Record excerpts section start

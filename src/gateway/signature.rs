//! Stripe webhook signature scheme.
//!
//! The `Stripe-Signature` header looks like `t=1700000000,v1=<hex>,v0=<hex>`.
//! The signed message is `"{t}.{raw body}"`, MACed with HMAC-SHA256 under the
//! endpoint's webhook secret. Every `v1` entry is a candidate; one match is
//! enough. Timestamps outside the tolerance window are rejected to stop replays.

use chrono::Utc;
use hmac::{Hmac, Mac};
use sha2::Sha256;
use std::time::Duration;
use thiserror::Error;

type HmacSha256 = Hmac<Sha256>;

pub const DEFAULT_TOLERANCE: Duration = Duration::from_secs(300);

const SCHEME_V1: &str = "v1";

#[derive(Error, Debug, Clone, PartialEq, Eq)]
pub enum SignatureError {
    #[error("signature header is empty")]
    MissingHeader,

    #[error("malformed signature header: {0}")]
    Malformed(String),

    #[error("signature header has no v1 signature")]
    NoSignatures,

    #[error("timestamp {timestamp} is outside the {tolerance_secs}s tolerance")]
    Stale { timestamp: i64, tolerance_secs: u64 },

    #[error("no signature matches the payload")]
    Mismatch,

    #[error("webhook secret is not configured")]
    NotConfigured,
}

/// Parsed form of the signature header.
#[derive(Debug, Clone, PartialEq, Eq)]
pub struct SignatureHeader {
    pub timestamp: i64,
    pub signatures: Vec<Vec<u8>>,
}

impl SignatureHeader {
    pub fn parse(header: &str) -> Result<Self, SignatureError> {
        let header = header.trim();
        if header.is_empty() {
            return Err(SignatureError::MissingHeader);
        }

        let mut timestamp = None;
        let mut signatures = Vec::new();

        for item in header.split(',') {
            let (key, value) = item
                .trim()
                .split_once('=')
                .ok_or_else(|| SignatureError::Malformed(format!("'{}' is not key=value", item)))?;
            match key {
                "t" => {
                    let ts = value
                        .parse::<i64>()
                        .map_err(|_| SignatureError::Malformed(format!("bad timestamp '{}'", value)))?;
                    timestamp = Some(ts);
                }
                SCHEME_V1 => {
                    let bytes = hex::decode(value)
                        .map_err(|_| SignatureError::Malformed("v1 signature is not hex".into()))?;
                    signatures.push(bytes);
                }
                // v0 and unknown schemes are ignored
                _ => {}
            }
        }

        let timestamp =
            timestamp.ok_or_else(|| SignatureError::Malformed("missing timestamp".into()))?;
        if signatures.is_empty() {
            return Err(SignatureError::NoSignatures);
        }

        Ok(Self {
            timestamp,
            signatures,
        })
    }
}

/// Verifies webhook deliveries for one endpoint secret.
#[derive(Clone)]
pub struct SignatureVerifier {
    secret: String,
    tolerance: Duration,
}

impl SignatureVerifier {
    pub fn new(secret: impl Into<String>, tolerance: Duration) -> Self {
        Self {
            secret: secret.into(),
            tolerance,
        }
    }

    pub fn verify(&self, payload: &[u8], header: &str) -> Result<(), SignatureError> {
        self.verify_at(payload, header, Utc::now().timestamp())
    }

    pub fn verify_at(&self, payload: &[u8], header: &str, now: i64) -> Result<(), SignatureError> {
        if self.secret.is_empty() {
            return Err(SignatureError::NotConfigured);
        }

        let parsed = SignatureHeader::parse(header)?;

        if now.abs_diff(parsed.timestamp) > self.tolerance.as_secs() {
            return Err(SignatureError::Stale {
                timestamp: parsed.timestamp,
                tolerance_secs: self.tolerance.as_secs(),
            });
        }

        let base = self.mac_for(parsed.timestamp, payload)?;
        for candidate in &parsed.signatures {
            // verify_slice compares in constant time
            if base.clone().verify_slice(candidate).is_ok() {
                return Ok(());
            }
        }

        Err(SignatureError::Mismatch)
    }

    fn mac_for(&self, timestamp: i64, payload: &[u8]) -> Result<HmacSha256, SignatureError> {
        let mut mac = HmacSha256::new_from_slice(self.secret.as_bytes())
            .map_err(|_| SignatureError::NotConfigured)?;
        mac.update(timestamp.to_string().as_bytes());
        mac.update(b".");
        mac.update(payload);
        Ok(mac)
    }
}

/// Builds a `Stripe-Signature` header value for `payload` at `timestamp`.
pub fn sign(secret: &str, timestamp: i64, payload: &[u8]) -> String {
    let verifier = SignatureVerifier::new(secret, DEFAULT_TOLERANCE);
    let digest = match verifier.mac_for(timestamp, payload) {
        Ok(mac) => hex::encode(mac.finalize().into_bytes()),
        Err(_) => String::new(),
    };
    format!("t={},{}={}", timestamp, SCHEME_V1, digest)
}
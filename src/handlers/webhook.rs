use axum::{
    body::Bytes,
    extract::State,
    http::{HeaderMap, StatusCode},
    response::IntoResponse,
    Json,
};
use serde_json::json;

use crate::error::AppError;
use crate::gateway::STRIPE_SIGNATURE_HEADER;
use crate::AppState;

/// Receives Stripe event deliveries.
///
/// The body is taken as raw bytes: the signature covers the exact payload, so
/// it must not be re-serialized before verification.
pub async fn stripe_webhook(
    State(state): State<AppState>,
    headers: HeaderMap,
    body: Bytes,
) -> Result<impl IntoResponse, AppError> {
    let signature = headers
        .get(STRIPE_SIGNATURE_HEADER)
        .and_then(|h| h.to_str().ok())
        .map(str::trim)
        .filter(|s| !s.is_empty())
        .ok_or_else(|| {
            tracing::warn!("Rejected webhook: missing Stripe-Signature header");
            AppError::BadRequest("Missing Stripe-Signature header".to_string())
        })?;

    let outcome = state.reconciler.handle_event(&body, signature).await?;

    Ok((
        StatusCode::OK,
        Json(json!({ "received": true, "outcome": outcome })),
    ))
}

Record excerpts section end
Record excerpts section start

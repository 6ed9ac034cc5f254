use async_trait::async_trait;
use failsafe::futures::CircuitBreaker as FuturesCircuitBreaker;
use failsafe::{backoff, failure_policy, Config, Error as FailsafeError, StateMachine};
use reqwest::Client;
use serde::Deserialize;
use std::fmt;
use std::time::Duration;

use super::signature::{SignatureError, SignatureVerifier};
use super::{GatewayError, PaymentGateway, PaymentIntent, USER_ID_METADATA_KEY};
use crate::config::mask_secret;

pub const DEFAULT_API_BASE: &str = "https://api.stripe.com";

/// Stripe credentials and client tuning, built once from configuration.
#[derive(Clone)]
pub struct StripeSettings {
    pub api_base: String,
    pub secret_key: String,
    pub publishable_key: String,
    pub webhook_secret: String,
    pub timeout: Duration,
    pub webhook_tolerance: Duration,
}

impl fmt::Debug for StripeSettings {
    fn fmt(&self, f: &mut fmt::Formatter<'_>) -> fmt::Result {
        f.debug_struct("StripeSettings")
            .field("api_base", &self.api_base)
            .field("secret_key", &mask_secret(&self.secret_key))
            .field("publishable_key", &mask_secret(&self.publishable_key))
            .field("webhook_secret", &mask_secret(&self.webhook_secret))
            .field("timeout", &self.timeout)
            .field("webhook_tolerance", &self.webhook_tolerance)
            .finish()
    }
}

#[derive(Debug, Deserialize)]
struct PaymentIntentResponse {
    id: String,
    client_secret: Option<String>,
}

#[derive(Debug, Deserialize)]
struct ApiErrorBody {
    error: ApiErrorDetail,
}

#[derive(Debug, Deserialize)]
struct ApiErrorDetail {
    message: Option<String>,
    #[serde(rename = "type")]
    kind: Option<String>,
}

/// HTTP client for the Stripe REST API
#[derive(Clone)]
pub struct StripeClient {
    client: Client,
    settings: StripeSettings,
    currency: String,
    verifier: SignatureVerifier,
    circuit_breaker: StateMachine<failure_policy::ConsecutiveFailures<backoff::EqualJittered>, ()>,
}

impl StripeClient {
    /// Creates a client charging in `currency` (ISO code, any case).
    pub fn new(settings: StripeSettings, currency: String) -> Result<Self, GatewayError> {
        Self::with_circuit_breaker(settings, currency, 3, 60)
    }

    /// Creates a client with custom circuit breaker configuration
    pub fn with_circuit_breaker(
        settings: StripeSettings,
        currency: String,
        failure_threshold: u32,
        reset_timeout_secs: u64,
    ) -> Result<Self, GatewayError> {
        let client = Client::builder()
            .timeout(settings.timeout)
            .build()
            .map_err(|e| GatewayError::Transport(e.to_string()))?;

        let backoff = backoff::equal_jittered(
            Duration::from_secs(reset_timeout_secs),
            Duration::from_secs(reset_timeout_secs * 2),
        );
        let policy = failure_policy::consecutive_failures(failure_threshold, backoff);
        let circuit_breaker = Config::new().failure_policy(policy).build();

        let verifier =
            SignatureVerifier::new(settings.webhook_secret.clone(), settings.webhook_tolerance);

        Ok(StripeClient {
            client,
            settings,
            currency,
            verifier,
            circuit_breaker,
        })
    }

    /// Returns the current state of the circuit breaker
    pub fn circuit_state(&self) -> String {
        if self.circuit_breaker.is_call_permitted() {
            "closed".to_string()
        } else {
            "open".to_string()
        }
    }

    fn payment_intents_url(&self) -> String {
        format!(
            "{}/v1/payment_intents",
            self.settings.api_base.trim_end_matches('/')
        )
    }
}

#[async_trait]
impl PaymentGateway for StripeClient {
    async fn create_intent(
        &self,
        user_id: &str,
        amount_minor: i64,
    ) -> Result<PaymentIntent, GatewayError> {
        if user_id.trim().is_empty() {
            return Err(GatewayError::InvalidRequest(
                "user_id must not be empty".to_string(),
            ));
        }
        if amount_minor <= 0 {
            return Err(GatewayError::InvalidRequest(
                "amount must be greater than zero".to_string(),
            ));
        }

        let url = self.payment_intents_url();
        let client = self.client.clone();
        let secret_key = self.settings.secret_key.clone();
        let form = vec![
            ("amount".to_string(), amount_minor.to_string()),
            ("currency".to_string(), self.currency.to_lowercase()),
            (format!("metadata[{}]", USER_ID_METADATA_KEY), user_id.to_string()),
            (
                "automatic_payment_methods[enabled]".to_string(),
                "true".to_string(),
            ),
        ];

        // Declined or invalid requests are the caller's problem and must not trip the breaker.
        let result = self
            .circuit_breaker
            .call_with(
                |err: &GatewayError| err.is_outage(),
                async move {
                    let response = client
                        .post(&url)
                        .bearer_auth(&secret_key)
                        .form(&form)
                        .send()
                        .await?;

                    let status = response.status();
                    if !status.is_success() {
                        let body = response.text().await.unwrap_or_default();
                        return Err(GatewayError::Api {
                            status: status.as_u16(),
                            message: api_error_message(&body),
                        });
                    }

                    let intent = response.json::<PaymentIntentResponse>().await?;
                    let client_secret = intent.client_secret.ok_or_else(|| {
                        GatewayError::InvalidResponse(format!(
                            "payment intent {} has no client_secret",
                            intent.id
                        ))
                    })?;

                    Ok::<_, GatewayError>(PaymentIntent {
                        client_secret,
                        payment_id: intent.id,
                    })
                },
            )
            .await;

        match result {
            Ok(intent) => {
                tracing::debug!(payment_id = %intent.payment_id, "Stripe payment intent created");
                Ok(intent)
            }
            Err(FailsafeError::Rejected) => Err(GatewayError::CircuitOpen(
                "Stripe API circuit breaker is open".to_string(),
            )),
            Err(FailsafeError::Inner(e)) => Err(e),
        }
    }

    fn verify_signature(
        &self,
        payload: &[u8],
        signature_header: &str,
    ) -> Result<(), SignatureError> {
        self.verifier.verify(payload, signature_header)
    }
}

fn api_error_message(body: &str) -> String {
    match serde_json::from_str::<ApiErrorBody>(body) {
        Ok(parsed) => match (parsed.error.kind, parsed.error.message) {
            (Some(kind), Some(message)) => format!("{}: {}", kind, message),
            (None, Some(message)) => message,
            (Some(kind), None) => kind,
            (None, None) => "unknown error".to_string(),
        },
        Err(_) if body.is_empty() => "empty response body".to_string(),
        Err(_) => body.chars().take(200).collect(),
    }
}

Record excerpts section end

- Task instructions
From the entries above, collect every line with the string "deliveries" in it.

- Answer to the exercise
/// Verifies webhook deliveries for one endpoint secret.
/// Receives Stripe event deliveries.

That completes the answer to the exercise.